# Fine-tuning prototype

Goal: Fine-tune Long-t5


In [None]:
import os
import torch

os.environ["CUDA_VISIBLE_DEVICES"] = "3"
os.environ["TORCH_USE_CUDA_DSA"] = "1"
device = torch.device("cuda" if torch.cuda.is_available() else "cpu")

In [None]:
from transformers import LongT5ForConditionalGeneration, AutoTokenizer
from askem.data import get_covid_qa

model_name = "google/long-t5-tglobal-base"

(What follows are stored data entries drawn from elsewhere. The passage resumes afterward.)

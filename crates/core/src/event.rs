use std::path::{Path, PathBuf};

use chrono::{DateTime, Utc};
use serde::Serialize;

use crate::record::{BackupKind, BackupRecord};

#[derive(Debug, Clone, Copy, Serialize, PartialEq, Eq)]
#[serde(rename_all = "kebab-case")]
pub enum StopReason {
    Requested,
    SourceMissing,
    Shutdown,
}

/// Lifecycle notifications. Serialized as `{"event": "backupCreated", ...}`.
#[derive(Debug, Clone, Serialize, PartialEq)]
#[serde(tag = "event", rename_all = "camelCase", rename_all_fields = "camelCase")]
pub enum BackupEvent {
    BackupCreated {
        record: BackupRecord,
        kind: BackupKind,
        timestamp: DateTime<Utc>,
    },
    BackupRestored {
        backup_path: PathBuf,
        destination: PathBuf,
        timestamp: DateTime<Utc>,
    },
    BackupDeleted {
        backup_path: PathBuf,
        timestamp: DateTime<Utc>,
    },
    BackupsCleanedUp {
        source_path: PathBuf,
        removed: usize,
        timestamp: DateTime<Utc>,
    },
    AutoBackupStarted {
        source_path: PathBuf,
        interval_ms: u64,
        timestamp: DateTime<Utc>,
    },
    AutoBackupStopped {
        source_path: PathBuf,
        reason: StopReason,
        timestamp: DateTime<Utc>,
    },
    BackupError {
        source_path: PathBuf,
        message: String,
        timestamp: DateTime<Utc>,
    },
}

impl BackupEvent {
    pub fn name(&self) -> &'static str {
        match self {
            BackupEvent::BackupCreated { .. } => "backupCreated",
            BackupEvent::BackupRestored { .. } => "backupRestored",
            BackupEvent::BackupDeleted { .. } => "backupDeleted",
            BackupEvent::BackupsCleanedUp { .. } => "backupsCleanedUp",
            BackupEvent::AutoBackupStarted { .. } => "autoBackupStarted",
            BackupEvent::AutoBackupStopped { .. } => "autoBackupStopped",
            BackupEvent::BackupError { .. } => "backupError",
        }
    }

    /// The source or artifact path the event is about.
    pub fn path(&self) -> &Path {
        match self {
            BackupEvent::BackupCreated { record, .. } => &record.source_path,
            BackupEvent::BackupRestored { backup_path, .. }
            | BackupEvent::BackupDeleted { backup_path, .. } => backup_path,
            BackupEvent::BackupsCleanedUp { source_path, .. }
            | BackupEvent::AutoBackupStarted { source_path, .. }
            | BackupEvent::AutoBackupStopped { source_path, .. }
            | BackupEvent::BackupError { source_path, .. } => source_path,
        }
    }

    pub fn timestamp(&self) -> DateTime<Utc> {
        match self {
            BackupEvent::BackupCreated { timestamp, .. }
            | BackupEvent::BackupRestored { timestamp, .. }
            | BackupEvent::BackupDeleted { timestamp, .. }
            | BackupEvent::BackupsCleanedUp { timestamp, .. }
            | BackupEvent::AutoBackupStarted { timestamp, .. }
            | BackupEvent::AutoBackupStopped { timestamp, .. }
            | BackupEvent::BackupError { timestamp, .. } => *timestamp,
        }
    }
}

# Load model and tokenizer
tokenizer = AutoTokenizer.from_pretrained(model_name)
dataset = get_covid_qa(split="test")
model = LongT5ForConditionalGeneration.from_pretrained(model_name)
model = model.to(device).half()

In [None]:
def generate_answer(batch) -> dict:
    """A function to generate answer from batch dataset.
    Args:
        batch: A hugging face dataset.

    Returns:
        batch: A hugging face dataset with predicted answers.
    """

    def _to_input(question, context):
        return f"question: {question} context: {context}"
    
    input_text = [_to_input(q, c) for q, c in zip(batch['question'], batch['context'])]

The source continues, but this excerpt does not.